The National Bureau of Statistics of China estimates that domestic consumption accounts for 42% of economic activity, up from 15% in 1991. The country is already the largest market for cars, computers and smartphones. Consultancy firm Bain estimates that the Chinese consumer made 33% of luxury purchases in 2018. Domestic consumption will continue to be supported by a growing middle class, higher wages, and longer life expectancy.
Faster urbanisation will also be a key driver of domestic consumption. The share of China’s population living in urban areas has more than tripled since the 1960s, rising from 18% in 1960 to 56% in 2015. Urban households are estimated to spend twice as much as their rural counterparts, according to a paper published by Federal Reserve Bank of Kansas City.
Trade wars have clearly infringed on China’s growth prospects. We estimate that the imposition of tariffs on $360bn worth of exports to the US has reduced Chinese growth by the equivalent of 30-50 basis points per annum. The recent detente has provided some respite, but a re-escalation would encourage us to further downgrade China’s growth outlook.
A debt deleveraging programme also weighs on China’s immediate growth potential. Domestic capital markets are relatively undeveloped; so companies are reliant on indirect financing. Credit growth has risen rapidly in recent years, pushing leverage to all-time highs and leading to concerns about the size of the shadow banking sector. Authorities have been aware of the issue and are reining in borrowing at state-owned enterprises, tightening credit conditions for property developers and introducing financial market reform.
In 2020 we think that Chinese authorities will attempt to maintain a fine balancing act, as they look to mitigate the risks of the trade war, reduce leverage, while promoting a steady, but slower growth profile.

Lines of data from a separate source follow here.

//! Request dispatcher.
//!
//! One publish, one wait, one outcome. The dispatcher never retries; callers
//! that want another attempt use [`crate::retry`].

use crate::connection::ConnectionManager;
use crate::metrics::RequestMetrics;
use crate::registry::CorrelationRegistry;
use shardlink_core::RpcError;
use shardlink_core::broker::MessageProperties;
use shardlink_core::codec::encode_request;
use shardlink_core::request::CacheRequest;
use shardlink_core::response::ResponseOutcome;
use shardlink_core::routing::ShardId;
use std::sync::Arc;
use std::time::{Duration, Instant};

/// Publishes requests and waits for their correlated replies.
pub struct RequestDispatcher {
    connection: Arc<ConnectionManager>,
    registry: Arc<CorrelationRegistry>,
    exchange: String,
}

impl RequestDispatcher {
    /// Dispatch requests to `exchange` over `connection`, correlating replies
    /// through `registry`.
    #[must_use]
    pub fn new(
        connection: Arc<ConnectionManager>,
        registry: Arc<CorrelationRegistry>,
        exchange: impl Into<String>,
    ) -> Self {
        Self {
            connection,
            registry,
            exchange: exchange.into(),
        }
    }

    /// Send `request` to `shard` and wait up to `timeout` for the reply.
    ///
    /// Returns `Ok(None)` when the remote side reports the entity as not
    /// found.
    ///
    /// # Errors
    ///
    /// - [`RpcError::Decode`] if the request cannot be encoded
    /// - [`RpcError::Transport`] if there is no usable channel or the publish fails
    /// - [`RpcError::Timeout`] if no reply arrives in time
    /// - [`RpcError::Remote`] if the reply reports a failure or cannot be decoded
    pub async fn dispatch(
        &self,
        shard: ShardId,
        request: &CacheRequest,
        timeout: Duration,
    ) -> Result<Option<String>, RpcError> {
        let kind = request.name();
        let started = Instant::now();
        let result = self.exchange_once(shard, request, timeout).await;

        let outcome = match &result {
            Ok(Some(_)) => "success",
            Ok(None) => "not_found",
            Err(RpcError::Timeout { .. }) => "timeout",
            Err(RpcError::Remote(_)) => "remote_error",
            Err(RpcError::Transport(_)) => "transport_error",
            Err(_) => "error",
        };
        RequestMetrics::record(kind, outcome, started.elapsed());

        result
    }

    async fn exchange_once(
        &self,
        shard: ShardId,
        request: &CacheRequest,
        timeout: Duration,
    ) -> Result<Option<String>, RpcError> {
        let body = encode_request(request)?;

        // Registered before publishing so a fast reply always finds its entry.
        let pending = self.registry.register();
        let active = self.connection.current().await?;

        let properties = MessageProperties::default()
            .with_correlation_id(pending.key())
            .with_reply_to(active.reply_queue.as_str());
        let routing_key = shard.routing_key();

        tracing::debug!(
            correlation_id = %pending.key(),
            shard = %shard,
            kind = request.name(),
            "Publishing request"
        );
        active
            .publish(&self.exchange, &routing_key, properties, body)
            .await?;

        let correlation_id = pending.key().to_string();
        match pending.wait(timeout).await {
            None => {
                tracing::warn!(
                    correlation_id = %correlation_id,
                    shard = %shard,
                    timeout_ms = timeout.as_millis(),
                    "Request timed out"
                );
                Err(RpcError::Timeout {
                    correlation_id,
                    timeout,
                })
            },
            Some(ResponseOutcome::Success(payload)) => Ok(Some(payload)),
            Some(ResponseOutcome::NotFound) => Ok(None),
            Some(ResponseOutcome::Failure(reason)) => {
                tracing::debug!(correlation_id = %correlation_id, reason = %reason, "Request failed remotely");
                Err(RpcError::Remote(reason))
            },
        }
    }
}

We expect policymakers to continue to use fiscal policy measures (tax cuts and infrastructure investment) to support the economy. Further, monetary easing is anticipated in 2020, but is likely to be moderated by fears of exacerbating a housing bubble, leverage levels and inflation constraints. So anticipated policy response is likely to be restrained compared to previous bouts of economic weakness.
We expect Chinese growth of 5.5% in 2020, representing a significant reduction from the estimated 6% in 2019 and 6.6% achieved in 2018.
For the next five-year plan, due to start in 2021, economists project growth of 5-5.5%. These forecasts represent a substantial slowdown from the 10% growth rate of just a few years ago. However, China is a much larger, more mature economy and is still generating an economy the size of Australia each year.
China is a much larger, more mature economy and is still generating an economy the size of Australia each year.